Cut to the Chase!

What do you suppose is the biggest threat to planet Earth? It’s a tricky question. Perhaps it can be answered by calculating the relative proportions of news coverage devoted to various global menaces.
Many would say terrorism, and it would be a fair answer, judging by newspaper headlines and daily bulletins. Who couldn’t fail to be frightened by the actions of those who hold life so cheaply? We identify with those who are held hostage and look on in horror as they are shown kneeling at the mercy of their captors and aware of the appalling fate that awaits them. Just when everyone is reeling from suicide bombings some new ghastly and shocking strategy is developed to horrify the infidels.
Then there is disease. Ebola is racing like a bushfire in West Africa, threatening to spread into the wider world. Even if it is to be contained some other, terrifying disease will take over and need to be subdued.
And what about resistance to antibiotics? This could constitute the biggest scare humanity has known since the wonder drug that is penicillin was invented.
Wars? Famine? Financial meltdowns? There are plenty of world disasters to choose from. But to me the single most compelling, the most threatening and insidious peril is climate change-overwhelming all other dangers like an eclipse.
Take Australia. The country is suffering from ever hotter and drier summers, rendering increasingly more of the land uninhabitable as fires and soaring temperatures become the norm. A similar picture is painted in parts of Africa. In other areas of the world flooding and torrential rains have made life untenable as people seek ever more inventive ways to survive. In the future populations will need to move into the parts of the planet that can be lived in comfortably [http://www.theguardian.com/environment/2014/sep/28/climate-change-has-arrived-global-warming-icecaps-deserts].
This summer, whilst on our travels we met several couples who had travelled north from their southern Spanish retirement idylls to seek cooler conditions further north [in the South of France]. One couple explained that around their hilltop villa near Cadiz the temperature was too hot [in the 50s] to go outside and uncomfortable inside with the air conditioning unit going full throttle. It must be prohibitive to fuel such air conditioning-what of those who cannot afford the cost?
And what of those who cannot afford to move, make alterations or adapt? They are the unlucky ones; those who had the misfortune to be born in countries bearing the brunt of the climate changes.
Meanwhile we are all sleepwalking into an uncertain future as we bomb each other to smithereens and wring our hands over financial recession. What idiots humans are!

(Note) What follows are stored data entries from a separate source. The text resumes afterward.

/// Tagged category scores: a player is either a hitter or a pitcher, and
/// only the matching category set carries data. Reading a category from the
/// other set yields 0.0: a neutral contribution, not a missing-data signal.
#[derive(Debug, Clone, Copy, Serialize, Deserialize)]
pub enum CategoryScores {
    Hitter(HitterScores),
    Pitcher(PitcherScores),
}

impl CategoryScores {
    /// Raw (stat-space) score for a category; 0.0 for the other type's
    /// categories.
    pub fn raw(&self, category: Category) -> f64 {
        match (self, category) {
            (CategoryScores::Hitter(h), Category::R) => h.r,
            (CategoryScores::Hitter(h), Category::Tb) => h.tb,
            (CategoryScores::Hitter(h), Category::Rbi) => h.rbi,
            (CategoryScores::Hitter(h), Category::Sb) => h.sb,
            (CategoryScores::Hitter(h), Category::Obp) => h.obp,
            (CategoryScores::Pitcher(p), Category::K) => p.k,
            (CategoryScores::Pitcher(p), Category::Qs) => p.qs,
            (CategoryScores::Pitcher(p), Category::Era) => p.era,
            (CategoryScores::Pitcher(p), Category::Whip) => p.whip,
            (CategoryScores::Pitcher(p), Category::Svhd) => p.svhd,
            _ => 0.0,
        }
    }

    pub fn is_pitcher(&self) -> bool {
        matches!(self, CategoryScores::Pitcher(_))
    }
}

// ---------------------------------------------------------------------------
// Pitcher role
// ---------------------------------------------------------------------------

/// A pitcher's classified role, derived from which counting categories
/// their projection actually populates.
#[derive(Debug, Clone, Copy, PartialEq, Eq, Serialize, Deserialize)]
pub enum PitcherRole {
    Starter,
    Reliever,
}

impl PitcherRole {
    /// Raw position code used by roster slot eligibility.
    pub fn position_code(self) -> &'static str {
        match self {
            PitcherRole::Starter => "SP",
            PitcherRole::Reliever => "RP",
        }
    }
}

// ---------------------------------------------------------------------------
// Player record
// ---------------------------------------------------------------------------

/// Team identifier, owned by the league/team collaborator.
pub type TeamId = String;

/// Stable numeric player identifier from the projection feed.
#[derive(
    Debug, Clone, Copy, PartialEq, Eq, Hash, PartialOrd, Ord, Serialize, Deserialize,
)]
pub struct PlayerId(pub u32);

/// An immutable projection record for one player.
#[derive(Debug, Clone, Serialize, Deserialize)]
pub struct Player {
    pub id: PlayerId,
    pub name: String,
    /// MLB team abbreviation (display only).
    pub team: String,
    /// Raw position codes the player is eligible at, most specific first.
    /// Empty for pitchers; their classified role is the position.
    pub eligible_positions: Vec<String>,
    pub overall_rank: u32,
    /// Consensus average draft position. `None` means no market data; the
    /// availability model treats such a player as never available.
    pub adp: Option<f64>,
    pub scores: CategoryScores,
    /// Precomputed total value from the projection feed (orientation
    /// already applied by the feed); used only for overall-rank ordering.
    pub total_zscore: f64,
}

It’s an educational odyssey-honest!

                September. For many of us Northern Hemisphereites who are beyond the ties of dependent children or parents or day jobs this is the perfect time for slipping away to extend our summers. This year, especially, as the magic of the first warm, dry summer for seven years bursts in a wet bubble we have made our escape, along with a whole convoy of other wrinklies, besides one or two couples with pre-school children, capitalising on the cheaper prices, the quieter roads and the emptier resorts.

                Despite having undertaken a substantial amount of meandering in foreign territories for lengthy periods since I retired from the nine-to-five I still receive a barrage of remarks and expostulations regarding what I like to call ‘trips’. I describe them as trips for this very reason, since to call them ‘holidays’ would imbue them with an impression of hedonistic opulence and wanton enjoyment and this is not the idea I want to convey at all. I prefer to be conveying the appearance of undertaking some kind of research or undergoing an educational experience; activities more worthy and valuable than mere enjoyment. One of last night’s FB remarks referred to my ‘life of luxury’-and may or may not have been ‘tongue in cheek’.

                Luxury is a subjective quality. When applied to holidays-or even trips, it means different things to different people. For some, the epitome of a luxury holiday is to be pampered in an exquisite hotel offering complimentary champagne on arrival, chocolates, fruit and flowers and plump pillows. For many it is to be carted away on a floating gin palace, stuffed full of food whilst dressed in a designer outfit and disgorged at intervals for a hasty snapshot of a famous city-[as in ‘if it’s Saturday it must be Rome’]. For anyone in a demanding and stressful job, luxury can be slobbing around in bed on a Sunday morning in front of the TV with a cup of tea.

                I have friends for whom the ideal break is two weeks, twice each year in the same apartment on the Costa del Sol, lying on the same sun-beds, visiting the same bar. It is relaxing, they explain, that nothing has changed, that there is nothing to do. This is easy to understand.

                For me, the concept of luxury is also a simple matter. It is freedom. You wander where you want, for as long as you want. When you tire of somewhere or it rains you move on. If there is a lot to do, or the weather is wonderful you stay. It isn’t always simple. You have to research, you have to plan, you have to drive, shop, set up, pack up; but you are free to do exactly what you want. And that, reader, is my idea of a luxurious trip. What’s yours?